-- SOURCE DATA follows --

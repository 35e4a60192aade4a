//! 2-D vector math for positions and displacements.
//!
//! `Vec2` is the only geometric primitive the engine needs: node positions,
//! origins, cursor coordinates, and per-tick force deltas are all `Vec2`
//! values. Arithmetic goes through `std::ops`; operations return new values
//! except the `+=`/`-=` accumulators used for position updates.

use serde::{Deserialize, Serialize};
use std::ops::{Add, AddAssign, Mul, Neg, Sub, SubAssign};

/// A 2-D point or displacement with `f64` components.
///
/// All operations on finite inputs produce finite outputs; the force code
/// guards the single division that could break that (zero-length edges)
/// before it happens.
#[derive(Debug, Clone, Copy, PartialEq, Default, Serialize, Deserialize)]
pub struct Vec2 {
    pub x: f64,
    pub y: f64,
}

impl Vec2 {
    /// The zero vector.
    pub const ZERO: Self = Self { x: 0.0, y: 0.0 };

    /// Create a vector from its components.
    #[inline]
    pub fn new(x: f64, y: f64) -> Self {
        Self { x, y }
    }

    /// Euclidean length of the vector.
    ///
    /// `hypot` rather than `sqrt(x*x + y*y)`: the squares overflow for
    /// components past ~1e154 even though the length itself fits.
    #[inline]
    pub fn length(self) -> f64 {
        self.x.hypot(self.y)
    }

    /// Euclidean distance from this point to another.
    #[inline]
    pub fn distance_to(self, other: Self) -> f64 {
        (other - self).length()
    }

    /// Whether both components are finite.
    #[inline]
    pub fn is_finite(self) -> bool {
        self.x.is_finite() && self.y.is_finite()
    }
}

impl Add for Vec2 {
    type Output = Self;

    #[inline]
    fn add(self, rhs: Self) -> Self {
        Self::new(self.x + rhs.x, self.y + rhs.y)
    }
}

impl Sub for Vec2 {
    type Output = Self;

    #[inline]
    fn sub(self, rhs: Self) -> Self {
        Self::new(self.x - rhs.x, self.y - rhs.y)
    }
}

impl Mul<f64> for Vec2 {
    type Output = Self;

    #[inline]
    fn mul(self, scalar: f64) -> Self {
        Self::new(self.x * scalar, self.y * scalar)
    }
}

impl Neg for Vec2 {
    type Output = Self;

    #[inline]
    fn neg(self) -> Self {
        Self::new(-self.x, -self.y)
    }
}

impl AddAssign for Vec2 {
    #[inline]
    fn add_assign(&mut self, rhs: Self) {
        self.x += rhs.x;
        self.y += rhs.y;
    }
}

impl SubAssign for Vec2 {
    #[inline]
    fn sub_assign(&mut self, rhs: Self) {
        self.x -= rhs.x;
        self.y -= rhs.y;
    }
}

-- SOURCE DATA concluded --
-- SOURCE DATA follows --

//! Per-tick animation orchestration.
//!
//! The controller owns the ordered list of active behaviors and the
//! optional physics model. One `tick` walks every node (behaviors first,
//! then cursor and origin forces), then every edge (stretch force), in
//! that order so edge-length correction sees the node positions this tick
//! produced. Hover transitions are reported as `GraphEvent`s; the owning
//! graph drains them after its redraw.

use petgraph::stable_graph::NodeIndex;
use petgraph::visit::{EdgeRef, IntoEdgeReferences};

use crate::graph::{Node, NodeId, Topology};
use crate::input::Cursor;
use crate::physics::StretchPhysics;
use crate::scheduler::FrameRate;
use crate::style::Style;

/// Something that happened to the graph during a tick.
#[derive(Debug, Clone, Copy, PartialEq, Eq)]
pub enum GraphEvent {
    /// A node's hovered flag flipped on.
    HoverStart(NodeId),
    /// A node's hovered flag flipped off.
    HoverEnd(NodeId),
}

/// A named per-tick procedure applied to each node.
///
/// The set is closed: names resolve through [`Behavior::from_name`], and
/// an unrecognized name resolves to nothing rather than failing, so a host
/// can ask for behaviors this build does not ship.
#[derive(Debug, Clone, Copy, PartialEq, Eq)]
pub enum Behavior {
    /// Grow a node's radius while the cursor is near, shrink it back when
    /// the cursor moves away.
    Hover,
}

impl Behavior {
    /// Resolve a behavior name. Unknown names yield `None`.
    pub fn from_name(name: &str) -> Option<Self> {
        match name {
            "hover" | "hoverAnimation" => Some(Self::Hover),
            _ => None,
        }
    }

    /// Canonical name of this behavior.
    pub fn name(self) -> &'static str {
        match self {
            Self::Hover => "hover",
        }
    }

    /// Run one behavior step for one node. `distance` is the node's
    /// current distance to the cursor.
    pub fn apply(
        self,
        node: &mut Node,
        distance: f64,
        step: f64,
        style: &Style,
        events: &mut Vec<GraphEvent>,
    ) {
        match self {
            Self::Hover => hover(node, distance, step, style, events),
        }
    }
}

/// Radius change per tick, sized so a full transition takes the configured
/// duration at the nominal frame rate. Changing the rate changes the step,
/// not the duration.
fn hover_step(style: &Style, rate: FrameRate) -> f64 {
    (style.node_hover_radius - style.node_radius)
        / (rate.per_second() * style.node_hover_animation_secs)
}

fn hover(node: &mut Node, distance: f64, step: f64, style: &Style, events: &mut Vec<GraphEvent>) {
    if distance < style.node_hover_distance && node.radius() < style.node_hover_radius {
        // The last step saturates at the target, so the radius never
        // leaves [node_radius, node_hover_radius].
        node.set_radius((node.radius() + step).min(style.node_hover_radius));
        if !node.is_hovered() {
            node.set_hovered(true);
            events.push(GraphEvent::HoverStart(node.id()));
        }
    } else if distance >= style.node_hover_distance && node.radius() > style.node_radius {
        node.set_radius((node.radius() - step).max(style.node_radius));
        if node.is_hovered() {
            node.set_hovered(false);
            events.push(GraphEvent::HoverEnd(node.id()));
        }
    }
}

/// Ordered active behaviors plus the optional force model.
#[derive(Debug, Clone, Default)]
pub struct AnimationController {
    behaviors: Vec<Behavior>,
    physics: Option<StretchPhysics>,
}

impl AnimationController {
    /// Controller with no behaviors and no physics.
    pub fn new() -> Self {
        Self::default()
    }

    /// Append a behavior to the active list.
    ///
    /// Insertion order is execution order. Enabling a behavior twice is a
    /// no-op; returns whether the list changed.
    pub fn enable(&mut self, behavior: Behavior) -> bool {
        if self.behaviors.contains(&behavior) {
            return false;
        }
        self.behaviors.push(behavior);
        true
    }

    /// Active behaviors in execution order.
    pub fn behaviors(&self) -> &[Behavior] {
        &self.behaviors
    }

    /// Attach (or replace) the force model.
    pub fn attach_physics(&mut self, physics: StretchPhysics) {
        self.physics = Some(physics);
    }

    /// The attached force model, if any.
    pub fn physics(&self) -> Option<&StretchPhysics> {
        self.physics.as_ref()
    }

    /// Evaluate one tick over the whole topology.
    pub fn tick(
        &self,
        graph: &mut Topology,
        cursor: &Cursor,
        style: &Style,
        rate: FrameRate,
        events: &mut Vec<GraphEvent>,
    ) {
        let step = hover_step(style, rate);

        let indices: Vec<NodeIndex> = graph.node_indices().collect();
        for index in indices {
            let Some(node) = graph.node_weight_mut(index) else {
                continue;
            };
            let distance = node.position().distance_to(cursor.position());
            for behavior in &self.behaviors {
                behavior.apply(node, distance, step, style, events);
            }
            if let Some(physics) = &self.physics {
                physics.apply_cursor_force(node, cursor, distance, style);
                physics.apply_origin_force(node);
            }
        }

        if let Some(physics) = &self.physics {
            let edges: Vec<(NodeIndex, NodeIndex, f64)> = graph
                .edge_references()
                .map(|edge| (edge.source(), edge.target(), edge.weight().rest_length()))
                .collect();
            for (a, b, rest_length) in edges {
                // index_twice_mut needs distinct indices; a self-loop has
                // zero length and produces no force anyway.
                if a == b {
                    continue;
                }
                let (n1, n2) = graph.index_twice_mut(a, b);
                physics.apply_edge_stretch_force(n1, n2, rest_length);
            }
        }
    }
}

-- SOURCE DATA concluded --

* [PROBLEM]:
One number is the expected answer: the count of lines above that hold the word "AnimationController".

* [WRITTEN SOLUTION]:
2